Questions: Bayesian Approaches to Confirmation

5 questions to test your understanding

Score: 0 / 5
Question 1 Multiple Choice

A researcher designs an experiment whose result E is almost equally likely whether hypothesis H is true or false — P(E|H) ≈ P(E|¬H) ≈ 0.9. She observes E. What happens to her credence in H by Bayesian lights?

AHer credence rises substantially — she observed evidence that the hypothesis predicts
BHer credence barely changes — the Bayes factor P(E|H)/P(E|¬H) ≈ 1 means E is nearly neutral
CHer credence drops — if ¬H also predicts E, that undermines H
DShe must assign H a credence of exactly 0.9 to match the likelihood
Question 2 Multiple Choice

You observe a green apple. According to Bayesian confirmation theory, does this observation confirm the hypothesis 'All ravens are black'?
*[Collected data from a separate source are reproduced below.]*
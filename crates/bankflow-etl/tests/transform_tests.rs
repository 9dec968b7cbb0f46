//! Transform engine tests against in-memory tiers

mod helpers;

use bankflow_etl::entity::Entity;
use bankflow_etl::extract::Extractor;
use bankflow_etl::record::FieldValue;
use bankflow_etl::transform::TransformEngine;
use helpers::*;

async fn staged(files: Vec<bankflow_etl::source::SourceFile>) -> TestPipeline {
    let pipeline = TestPipeline::new().await;
    Extractor::new(
        pipeline.stores.ledger.clone(),
        pipeline.stores.staging.clone(),
        100,
    )
    .extract_files(&files)
    .await
    .unwrap();
    pipeline
}

fn engine(pipeline: &TestPipeline) -> TransformEngine {
    TransformEngine::new(
        pipeline.stores.staging.clone(),
        pipeline.stores.transform.clone(),
        as_of(),
    )
}

#[tokio::test]
async fn test_transform_twice_gives_identical_rows() {
    let pipeline = staged(sample_files()).await;
    let engine = engine(&pipeline);

    engine.transform_all().await.unwrap();
    let mut first = Vec::new();
    for entity in Entity::ALL {
        first.push(pipeline.stores.transform.fetch_all(entity).await.unwrap());
    }

    engine.transform_all().await.unwrap();
    for (idx, entity) in Entity::ALL.into_iter().enumerate() {
        let second = pipeline.stores.transform.fetch_all(entity).await.unwrap();
        assert_eq!(first[idx], second, "{} changed between runs", entity);
    }
}

#[tokio::test]
async fn test_enriched_fields() {
    let pipeline = staged(sample_files()).await;
    let report = engine(&pipeline).transform_all().await.unwrap();

    assert_eq!(report.as_of, Some(as_of()));
    assert_eq!(report.total_transformed(), 9);
    assert_eq!(report.total_quarantined(), 0);

    let transform = &pipeline.stores.transform;
    let branch = transform.fetch(Entity::Branch, "B2").await.unwrap().unwrap();
    assert_eq!(branch.get("city"), Some(&FieldValue::Text("Mumbai".into())));
    assert_eq!(branch.get("region"), Some(&FieldValue::Text("West".into())));

    let customer = transform.fetch(Entity::Customer, "C1").await.unwrap().unwrap();
    assert_eq!(customer.get("first_name"), Some(&FieldValue::Text("Priya".into())));
    assert_eq!(
        customer.get("email"),
        Some(&FieldValue::Text("priya@example.com".into()))
    );
    assert_eq!(customer.get("age"), Some(&FieldValue::Integer(34)));
    assert_eq!(customer.get("gender"), Some(&FieldValue::Text("Female".into())));
    assert_eq!(
        customer.get("customer_segment"),
        Some(&FieldValue::Text("VIP".into()))
    );

    let loan = transform.fetch(Entity::Loan, "L1").await.unwrap().unwrap();
    assert_eq!(loan.get("loan_amount"), Some(&FieldValue::Real(250000.0)));
    assert_eq!(loan.get("loan_duration_months"), Some(&FieldValue::Integer(120)));
    assert_eq!(loan.get("risk_category"), Some(&FieldValue::Text("Medium".into())));

    let txn = transform.fetch(Entity::Transaction, "T3").await.unwrap().unwrap();
    assert_eq!(
        txn.get("transaction_category"),
        Some(&FieldValue::Text("Large".into()))
    );
    assert_eq!(txn.get("fraud_flag"), Some(&FieldValue::Boolean(false)));
}

#[tokio::test]
async fn test_bad_rows_are_quarantined_and_batch_continues() {
    let mut files = sample_files();
    files.push(file(
        "loans_extra.csv",
        &loans_csv(&[("L3", "C9", "50000"), ("L4", "C1", "-10"), ("L5", "C2", "60000")]),
    ));
    let pipeline = staged(files).await;

    let report = engine(&pipeline).transform_all().await.unwrap();
    let loans = report
        .entities
        .iter()
        .find(|e| e.entity == Entity::Loan)
        .unwrap();
    assert_eq!(loans.processed, 5);
    assert_eq!(loans.transformed, 3);
    assert_eq!(loans.quarantined, 2);
    assert_eq!(loans.quality.accuracy, 60.0);
    assert_eq!(loans.quality.completeness, 100.0);
    assert_eq!(loans.quality.duplicate_rate, 0.0);
    assert_eq!(loans.quality.outlier_rate, 0.0);

    let keys = sorted(pipeline.stores.transform.natural_keys(Entity::Loan).await.unwrap());
    assert_eq!(keys, vec!["L1", "L2", "L5"]);

    let quarantined = pipeline.stores.transform.quarantined(Entity::Loan).await.unwrap();
    assert_eq!(quarantined.len(), 2);
    assert_eq!(quarantined[0].natural_key, "L3");
    assert!(quarantined[0].reason.contains("C9"));
    assert_eq!(quarantined[0].raw["customer_id"], "C9");
    assert_eq!(quarantined[1].natural_key, "L4");
    assert!(quarantined[1].reason.contains("loan_amount"));
}

#[tokio::test]
async fn test_transform_follows_staging_changes() {
    let pipeline = staged(sample_files()).await;
    let engine = engine(&pipeline);
    engine.transform_all().await.unwrap();

    Extractor::new(
        pipeline.stores.ledger.clone(),
        pipeline.stores.staging.clone(),
        100,
    )
    .extract_files(&[file(
        "customers_update.csv",
        &customers_csv(&[("C2", "rahul", "RAHUL@NEW.EXAMPLE.COM")]),
    )])
    .await
    .unwrap();
    engine.transform_all().await.unwrap();

    let customer = pipeline
        .stores
        .transform
        .fetch(Entity::Customer, "C2")
        .await
        .unwrap()
        .unwrap();
    assert_eq!(
        customer.get("email"),
        Some(&FieldValue::Text("rahul@new.example.com".into()))
    );
    assert_eq!(pipeline.stores.transform.count(Entity::Customer).await.unwrap(), 2);
}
ANo — observations of non-ravens are logically irrelevant to hypotheses about ravens
BYes, but only infinitesimally — the Bayes factor is barely above 1 because a green apple is almost equally likely whether or not all ravens are black
CYes, and as strongly as observing a black raven — both are positive instances of the logically equivalent contrapositive
DNo — confirmation only counts when you observe a direct instance of the subject class
Question 3 True / False

According to Bayesian confirmation theory, evidence E confirms hypothesis H if and only if observing E raises your credence in H above its prior value.

TTrue
FFalse
Question 4 True / False

If two scientists begin with very different prior probabilities for the same hypothesis, Bayesian updating cannot bring their posteriors into agreement regardless of how much evidence accumulates.

TTrue
FFalse
Question 5 Short Answer

Why are trivially predictable experimental results weak evidence for a hypothesis, from a Bayesian perspective? Use the concept of the Bayes factor in your explanation.